Opening of Easter Bush Veterinary Campus, 2011
In 2011, the Royal (Dick) School of Veterinary Studies moved to new premises on the Easter Bush campus. The campus was officially opened by the Princess Royal, Chancellor of Edinburgh University, on 27 September 2011.
From Summerhall to Easter Bush
The School had occupied a site at Summerhall, central Edinburgh, since 1916, but this was increasingly found to be inadequate for contemporary needs. It was decided to move all teaching and learning activities to a new site, seven miles south of the city centre, where the School had already opened a Veterinary Field Station, consisting of the Hospital for Small Animals, Farm Animal Teaching Hospital, and several related practices. Besides the obvious benefits of placing the School in immediately proximity to its training hospitals, the move would permit it to train many more veterinary professionals and support new ways of learning through the development of new teaching areas and resources.

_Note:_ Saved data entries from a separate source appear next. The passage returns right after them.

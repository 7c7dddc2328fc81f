//! Reference resolution: substitutes `{<NodeId>.output<path>}` expressions
//! embedded in strings (and recursively inside nested JSON containers)
//! with values from a run's accumulated outputs.
//!
//! The path parser is a small hand-written state machine rather than a
//! general expression library, so that the two failure modes (missing id,
//! bad path) stay distinguishable and observable.

use once_cell::sync::Lazy;
use regex::Regex;
use serde_json::Value;
use std::collections::HashMap;

static REFERENCE: Lazy<Regex> =
    Lazy::new(|| Regex::new(r"\{([A-Za-z_][A-Za-z0-9_]*)\.output((?:\.[A-Za-z_][A-Za-z0-9_]*|\[\d+\])*)\}").unwrap());

#[derive(Debug, Clone, PartialEq)]
enum PathStep {
    Key(String),
    Index(usize),
}

fn parse_path(raw: &str) -> Vec<PathStep> {
    let mut steps = Vec::new();
    let mut chars = raw.char_indices().peekable();
    while let Some((i, c)) = chars.next() {
        match c {
            '.' => {
                let start = i + 1;
                let mut end = raw.len();
                while let Some(&(j, c2)) = chars.peek() {
                    if c2 == '.' || c2 == '[' {
                        end = j;
                        break;
                    }
                    chars.next();
                }
                steps.push(PathStep::Key(raw[start..end].to_string()));
            }
            '[' => {
                let start = i + 1;
                let mut end = raw.len();
                while let Some(&(j, c2)) = chars.peek() {
                    if c2 == ']' {
                        end = j;
                        chars.next();
                        break;
                    }
                    chars.next();
                }
                if let Ok(idx) = raw[start..end].parse::<usize>() {
                    steps.push(PathStep::Index(idx));
                }
            }
            _ => {}
        }
    }
    steps
}

fn walk<'a>(value: &'a Value, steps: &[PathStep]) -> Option<&'a Value> {
    let mut current = value;
    for step in steps {
        current = match (step, current) {
            (PathStep::Key(k), Value::Object(map)) => map.get(k)?,
            (PathStep::Index(i), Value::Array(arr)) => arr.get(*i)?,
            _ => return None,
        };
    }
    Some(current)
}

fn stringify(value: &Value) -> String {
    match value {
        Value::String(s) => s.clone(),
        Value::Object(_) | Value::Array(_) => {
            serde_json::to_string(value).unwrap_or_else(|_| value.to_string())
        }
        other => other.to_string(),
    }
}

/// Resolves every `{Id.output...}` reference found inside `text` against
/// `outputs`. Missing ids and bad paths become inline placeholder strings
/// rather than errors, matching the executor's "never raise for a missing
/// predecessor output" policy.
pub fn resolve_string(text: &str, outputs: &HashMap<String, Value>) -> String {
    REFERENCE
        .replace_all(text, |caps: &regex::Captures| {
            let id = &caps[1];
            let path_raw = &caps[2];
            match outputs.get(id) {
                None => format!("{{Missing Output: {id}}}"),
                Some(root) => {
                    let steps = parse_path(path_raw);
                    match walk(root, &steps) {
                        Some(v) => stringify(v),
                        None => format!("{{Invalid Output Path: {id}{path_raw}}}"),
                    }
                }
            }
        })
        .into_owned()
}

/// Recursively resolves references inside a JSON value: string leaves are
/// substituted in place, object/array containers are walked, everything
/// else passes through unchanged.
pub fn resolve_value(value: &Value, outputs: &HashMap<String, Value>) -> Value {
    match value {
        Value::String(s) => Value::String(resolve_string(s, outputs)),
        Value::Object(map) => Value::Object(
            map.iter()
                .map(|(k, v)| (k.clone(), resolve_value(v, outputs)))
                .collect(),
        ),
        Value::Array(arr) => Value::Array(arr.iter().map(|v| resolve_value(v, outputs)).collect()),
        other => other.clone(),
    }
}

#[cfg(test)]
mod tests {
    use super::*;
    use serde_json::json;

    #[test]
    fn resolves_simple_scalar() {
        let mut outputs = HashMap::new();
        outputs.insert("ST1".to_string(), json!("sunny"));
        assert_eq!(resolve_string("{ST1.output}", &outputs), "sunny");
    }

    #[test]
    fn resolves_nested_path_scenario_6() {
        let mut outputs = HashMap::new();
        outputs.insert(
            "ST1".to_string(),
            json!({"days": [{"temp": 3}, {"temp": 5}]}),
        );
        assert_eq!(
            resolve_string("picked {ST1.output.days[1].temp}", &outputs),
            "picked 5"
        );
    }

    #[test]
    fn missing_id_becomes_placeholder() {
        let outputs = HashMap::new();
        assert_eq!(
            resolve_string("{ST9.output}", &outputs),
            "{Missing Output: ST9}"
        );
    }

    #[test]
    fn invalid_path_becomes_placeholder() {
        let mut outputs = HashMap::new();
        outputs.insert("ST1".to_string(), json!({"a": 1}));
        assert_eq!(
            resolve_string("{ST1.output.b}", &outputs),
            "{Invalid Output Path: ST1.b}"
        );
    }

    #[test]
    fn container_value_is_json_encoded() {
        let mut outputs = HashMap::new();
        outputs.insert("ST1".to_string(), json!({"days": [1, 2]}));
        assert_eq!(
            resolve_string("{ST1.output}", &outputs),
            "{\"days\":[1,2]}"
        );
    }

    #[test]
    fn resolve_value_recurses_into_nested_containers() {
        let mut outputs = HashMap::new();
        outputs.insert("ST1".to_string(), json!("x"));
        let input = json!({"a": ["{ST1.output}", {"b": "{ST1.output}"}]});
        let resolved = resolve_value(&input, &outputs);
        assert_eq!(resolved, json!({"a": ["x", {"b": "x"}]}));
    }

    #[test]
    fn no_match_passes_through_unchanged() {
        let outputs = HashMap::new();
        let input = json!({"a": 1, "b": "plain text"});
        assert_eq!(resolve_value(&input, &outputs), input);
    }
}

At the time of the move, the Easter Bush Campus consisted of four buildings (besides the existing teaching hospitals):
Dick Vet Teaching Building
Built by Balfour Beatty, the 11,500 square metre Dick Vet Teaching Building was opened in 2011, providing accommodation for 1,200 staff and students. It is located next to the Hospital for Small Animals, enhancing clinical training for students, and includes two 200-seater lecture theatres, a library, seminar rooms, teaching and research laboratories, diagnostic facilities, and innovations such as a learning studio and learning landscape.
In 2007, the Roslin Institute merged with the University of Edinburgh to become the research arm of the Royal (Dick) School of Veterinary Studies. In 2011, the Institute moved into a new building on the Easter Bush Campus, which is shaped to resemble a pair of chromosomes. Coloured panels representing the DNA "fins" link the office and research laboratory blocks. The new building houses over 450 scientists and support staff, including Roslin researchers, other research staff from the Royal (Dick) School of Veterinary Studies, and animal scientists from the Scottish Agricultural College. The Institute seeks to tackle some of the most pressing issues in animal health and welfare and their implications for human health. It focuses on basic research, using knowledge harnessed from genome science to understand the shared biology of humans and other animals. Its specific research themes are: effective disease control and treatment through understanding of basic mechanisms controlling animal health and disease, animal welfare and sustainable use of farm animals, human health at the human-animal interface, food safety, and animal health through studies on genetic resistance to disease.
Riddell-Swan Veterinary Cancer Centre
Established following a generous donation by Minnie Riddell-Swan, and completed in 2009, the Riddell-Swan Veterinary Cancer Centre uses advanced imaging technologies to offer the most comprehensive range of cancer therapies in Europe, including surgery, chemotherapy, radiation therapy, and palliative care. Built adjacent to the Hospital for Small Animals, it houses a state of the art linear accelerator, providing radiotherapy services. It is also home to a Computerised Tomography (CT) scanner allowing for advanced imaging in small animals and horses. The Centre's mission is to improve the diagnosis, prevention and treatment of cancer in animals, and to translate research and knowledge in order to improve cancer care in people.
Jeanne Marchig International Centre for Animal Welfare Education
The Jeanne Marchig International Centre for Animal Welfare Education was officially opened by animal philanthropist Jeanne Marchig (d. 2013) on 19 May 2011. The Centre, for which Marchig had provided significant funding, provides a hub of expertise for animal welfare education across the world. It collaborates with international partners to deliver wide ranging educational initiatives catering for different audiences and cultures. It aims to prepare students to work in different countries and address ethical concerns about the wellbeing of both working animals and wild animals in captivity.
Since the opening of the Easter Bush campus, one further building has been added, the Conventional Avian Research Unit. Completed in 2013, this brought to an end Phase 1 of the Easter Bush development. Phase 2 (2014) will see the construction of Specified Pathogen Free Avian Facility, Phase 3 (2014-2017) an Innovation and Campus Hub, an Energy Centre, and enhanced Campus Infrastructure, and Phase 4 (2017-2025) a Large Animal Clinical Facility and Large Animal Research and Imaging Centre.